South Africa’s Xenophobia: Can Thabo Mbeki change the narrative?

Yusuf Bangura: Sierra Leone Telegraph: 01 July 2026: Thabo Mbeki’s Africa Day Lecture on May 26, 2026 at the Thabo Mbeki Foundation in Johannesburg is a major pushback against the current xenophobia by Black South Africans against African immigrants—a phenomenon that has generated the term Afrophobia. It systematically throws the [Read More]

South Africa’s Xenophobia: Can Thabo Mbeki change the narrative?

Yusuf Bangura: Sierra Leone Telegraph: 01 July 2026:

Thabo Mbeki’s Africa Day Lecture on May 26, 2026 at the Thabo Mbeki Foundation in Johannesburg is a major pushback against the current xenophobia by Black South Africans against African immigrants—a phenomenon that has generated the term Afrophobia.

It systematically throws the spotlight on the heroic contributions of Africans to the anti-apartheid struggles, urging his compatriots to reckon with this history and change course.

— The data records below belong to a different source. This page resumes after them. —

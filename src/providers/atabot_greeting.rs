//! AtaBot Greeting Provider
//!
//! Greets according to the local time of day and how far into the
//! conversation the user is.

use chrono::{Local, Timelike};

use super::{ProviderContext, ProviderResult};
use crate::script::GreetingTemplates;
use crate::AtaBotPlugin;

/// Part of the day used to pick a greeting.
#[derive(Debug, Clone, Copy, PartialEq, Eq)]
pub enum DayPart {
    /// 06:00 to 11:59
    Morning,
    /// 12:00 to 17:59
    Afternoon,
    /// 18:00 to 21:59
    Evening,
    /// Everything else
    Night,
}

impl DayPart {
    /// Maps an hour (0-23) to a part of the day.
    pub fn from_hour(hour: u32) -> Self {
        match hour {
            6..=11 => DayPart::Morning,
            12..=17 => DayPart::Afternoon,
            18..=21 => DayPart::Evening,
            _ => DayPart::Night,
        }
    }
}

/// Builds the greeting for `hour` given how many messages the user has sent.
pub fn contextual_greeting(templates: &GreetingTemplates, hour: u32, message_count: u32) -> String {
    let greeting = match DayPart::from_hour(hour) {
        DayPart::Morning => &templates.morning,
        DayPart::Afternoon => &templates.afternoon,
        DayPart::Evening => &templates.evening,
        DayPart::Night => &templates.night,
    };
    let template = match message_count {
        0 => &templates.first_visit,
        1 | 2 => &templates.early,
        _ => &templates.returning,
    };
    template
        .replace("{greeting_lower}", &greeting.to_lowercase())
        .replace("{greeting}", greeting)
        .replace("{round}", &(u64::from(message_count) + 1).to_string())
}

/// The current local hour.
pub fn local_hour() -> u32 {
    Local::now().hour()
}

/// Provider for the AtaBot greeting message.
pub struct AtaBotGreetingProvider;

impl AtaBotGreetingProvider {
    /// Returns the provider name.
    pub fn name(&self) -> &'static str {
        "atabot-greeting"
    }

    /// Returns the provider description.
    pub fn description(&self) -> &'static str {
        "Provides a time-of-day aware AtaBot greeting."
    }

    /// Gets the provider data.
    pub fn get(&self, plugin: &AtaBotPlugin, context: &ProviderContext) -> ProviderResult {
        let hour = context.hour.unwrap_or_else(local_hour);
        let message_count = plugin.user_message_count();
        let greeting = plugin.greeting_at(hour);

        ProviderResult {
            text: greeting.clone(),
            values: serde_json::json!({
                "greeting": greeting
            }),
            data: serde_json::json!({
                "greeting": greeting,
                "hour": hour,
                "messageCount": message_count
            }),
        }
    }
}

In this lecture, Mbeki recollects his vast experiences in various African countries when the ties between the ANC and Africa were unbreakable. For decades, the continent viewed its own independence as incomplete as long as minority white rule persisted in South Africa.

He points out that in the first two decades of South Africa’s liberation, the vision of the ANC government was to embed South Africa’s development within a Pan-African integration framework that would see South Africa and the rest of Africa prosper together. He regrets that there has been a serious regression of the Pan-African spirit in South Africa in the last twenty-five years.

In a sharp rebuke, he accuses his compatriots, who are attacking African immigrants for South Africa’s high level of black unemployment, of chasing the wrong target, or as he puts it, “chasing ghosts.”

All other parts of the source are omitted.